Zhaitan, der alte Untotendrache, erwacht. Orr erhebt sich aus dem Meer. Löwenstein wird überflutet. ​ 

_1220 NE_

Die Stadt Götterfels wird in Kryta in der Provinz Schattenmoor gegründet. 
​ 
_1230 NE_

Korsaren und andere Piraten besetzten allmählich trocknenden Ruinen von Löwenstein. 
​ 
_1302 NE_

Die Sylvari erscheinen zuerst entlang der Befleckten Küste, sie entstammen dem Bleichen Baum. 
​ 
_1320 NE_
 Kralkatorrik, der Alte Kristalldrache, erwacht. Entstehung des Drachenbrandes. Auflösung der Klinge des Schicksals. Gründung der Vigil. ​ 

_1324 NE_

Dougal Keane betritt die Gruft unter Götterfels. ​ 



*Die persönliche Geschichte:* ​ 

Die persönliche Geschichte ist ein Feature das so in dieser Form bis jetzt nur bei Guild Wars 2 verwendet wird. 
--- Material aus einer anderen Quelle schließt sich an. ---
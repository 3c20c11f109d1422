//! Integration tests for the `datastore(ns [, cfg])` coordination store
//! (spec §4.7–§4.8): per-method contracts, the reserved `sys` namespace,
//! and persistence round-trips through a real temp file.

use std::sync::Arc;

use weft::{CollectingHooks, Engine};

fn run(code: &str) -> String {
    let hooks = Arc::new(CollectingHooks::new());
    let engine = Engine::new().with_hooks(hooks.clone());
    engine.execute(code, "test").expect("script should succeed");
    hooks.output()
}

fn run_err(code: &str) -> weft::ScriptError {
    let engine = Engine::new();
    engine.execute(code, "test").expect_err("script should fail")
}

#[test]
fn set_and_get_round_trip() {
    let output = run(
        r#"
db = datastore("set_and_get")
db.set("name", "Ann")
print(db.get("name"))
print(db.get("missing"))
"#,
    );
    assert_eq!(output, "Ann\nnil\n");
}

#[test]
fn get_returns_a_deep_copy_not_the_live_array() {
    let output = run(
        r#"
db = datastore("get_deep_copy")
db.set("items", [1, 2, 3])
a = db.get("items")
a[0] = 99
print(db.get("items")[0])
"#,
    );
    assert_eq!(output, "1\n");
}

#[test]
fn increment_starts_from_zero_and_accumulates() {
    let output = run(
        r#"
db = datastore("increment_zero")
print(db.increment("hits"))
print(db.increment("hits"))
print(db.increment("hits", 5))
"#,
    );
    assert_eq!(output, "1\n2\n7\n");
}

#[test]
fn set_once_is_atomic_no_op_on_second_call() {
    let output = run(
        r#"
db = datastore("set_once")
print(db.set_once("k", 1))
print(db.set_once("k", 2))
print(db.get("k"))
"#,
    );
    assert_eq!(output, "true\nfalse\n1\n");
}

#[test]
fn push_pop_shift_unshift_behave_like_a_deque() {
    let output = run(
        r#"
db = datastore("deque")
print(db.push("q", 1))
print(db.push("q", 2))
print(db.unshift("q", 0))
print(db.shift("q"))
print(db.pop("q"))
print(db.get("q"))
"#,
    );
    assert_eq!(output, "1\n2\n3\n0\n2\n[1]\n");
}

#[test]
fn swap_returns_previous_value() {
    let output = run(
        r#"
db = datastore("swap")
print(db.swap("k", "first"))
print(db.swap("k", "second"))
"#,
    );
    assert_eq!(output, "nil\nfirst\n");
}

#[test]
fn rename_moves_value_and_clears_old_key() {
    let output = run(
        r#"
db = datastore("rename")
db.set("old", 42)
db.rename("old", "new")
print(db.exists("old"))
print(db.get("new"))
"#,
    );
    assert_eq!(output, "false\n42\n");
}

#[test]
fn delete_and_clear_remove_keys() {
    let output = run(
        r#"
db = datastore("delete_clear")
db.set("a", 1); db.set("b", 2)
db.delete("a")
print(db.exists("a")); print(db.exists("b"))
db.clear()
print(db.exists("b"))
"#,
    );
    assert_eq!(output, "false\ntrue\nfalse\n");
}

#[test]
fn keys_lists_every_current_key() {
    let output = run(
        r#"
db = datastore("keys")
db.set("a", 1); db.set("b", 2)
k = sort(db.keys())
print(join(k, ","))
"#,
    );
    assert_eq!(output, "a,b\n");
}

#[test]
fn wait_unblocks_once_another_thread_sets_the_key() {
    let output = run(
        r#"
db = datastore("wait_unblock")
results = parallel(
  function() return db.wait("ready") end,
  function() sleep(0.01); db.set("ready", "go"); return "setter" end
)
print(results[0]); print(results[1])
"#,
    );
    assert_eq!(output, "go\nsetter\n");
}

#[test]
fn wait_for_unblocks_once_predicate_is_satisfied() {
    let output = run(
        r#"
db = datastore("wait_for_unblock")
db.set("count", 0)
results = parallel(
  function() return db.wait_for("count", function(v) return v >= 3 end) end,
  function()
    sleep(0.01); db.increment("count")
    sleep(0.01); db.increment("count")
    sleep(0.01); db.increment("count")
    return "done"
  end
)
print(results[0]); print(results[1])
"#,
    );
    assert_eq!(output, "3\ndone\n");
}

#[test]
fn wait_times_out_when_the_key_never_arrives() {
    let err = run_err(r#"datastore("wait_timeout").wait("never", nil, 0.01)"#);
    assert!(matches!(err, weft::ScriptError::WaitTimeout(_)));
}

#[test]
fn sys_namespace_is_read_only() {
    let err = run_err(r#"datastore("sys").set("x", 1)"#);
    match err {
        weft::ScriptError::Runtime(e) => assert_eq!(e.kind, weft::RuntimeErrorKind::PermissionDenied),
        other => panic!("expected permission denied, got {other:?}"),
    }
}

#[test]
fn sys_namespace_exposes_host_metrics() {
    let output = run(r#"print(type(datastore("sys").get("uptime_seconds")))"#);
    assert_eq!(output, "number\n");
}

#[test]
fn sys_namespace_rejects_config() {
    let err = run_err(r#"datastore("sys", {persist = "/tmp/wherever"})"#);
    match err {
        weft::ScriptError::Runtime(e) => assert_eq!(e.kind, weft::RuntimeErrorKind::BadArgument),
        other => panic!("expected bad argument, got {other:?}"),
    }
}

#[test]
fn save_and_load_round_trip_through_a_real_file() {
    let dir = tempfile::tempdir().expect("tempdir");
    let path = dir.path().join("store.json");
    let path_str = path.to_str().unwrap().replace('\\', "\\\\");

    run(&format!(
        r#"
db = datastore("persist_out", {{persist = "{path_str}"}})
db.set("answer", 42)
db.save()
"#
    ));

    let output = run(&format!(
        r#"
db = datastore("persist_in", {{persist = "{path_str}"}})
print(db.get("answer"))
"#
    ));
    assert_eq!(output, "42\n");
}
Dem Spieler werden beginnend bei der Charaktererstellung, Fragen gestellt, welche den weiteren Spielverlauf massiv beeinflussen. Und damit sind nicht nur Quests und Missionen gemeint. ​ 

Hier ein kleines Beispiel:  ​ 
Es wird gefragt wo man aufgewachsen ist, in einer adligen, in einer mittelständischen Familie oder auf der Straße. Alles wirkt sich auf den Handlungsverlauf aus. Wird zum Beispiel ausgewählt, dass man auf der Straße aufgewachsen ist, hat man nicht Zugang zu allen Bereichen einer Stadt hat jedoch viel Verbündete und gewisse andere Talente als der Adel. ​ 

*Dynamische Events:* ​ 
Die dynamischen Events sind ebenfalls eines der neuen Features in Guild Wars 2. Die Entwickler wollen damit vor allem Spannung und ein Gemeinschaftsgefühl unter Spieler aufbauen. 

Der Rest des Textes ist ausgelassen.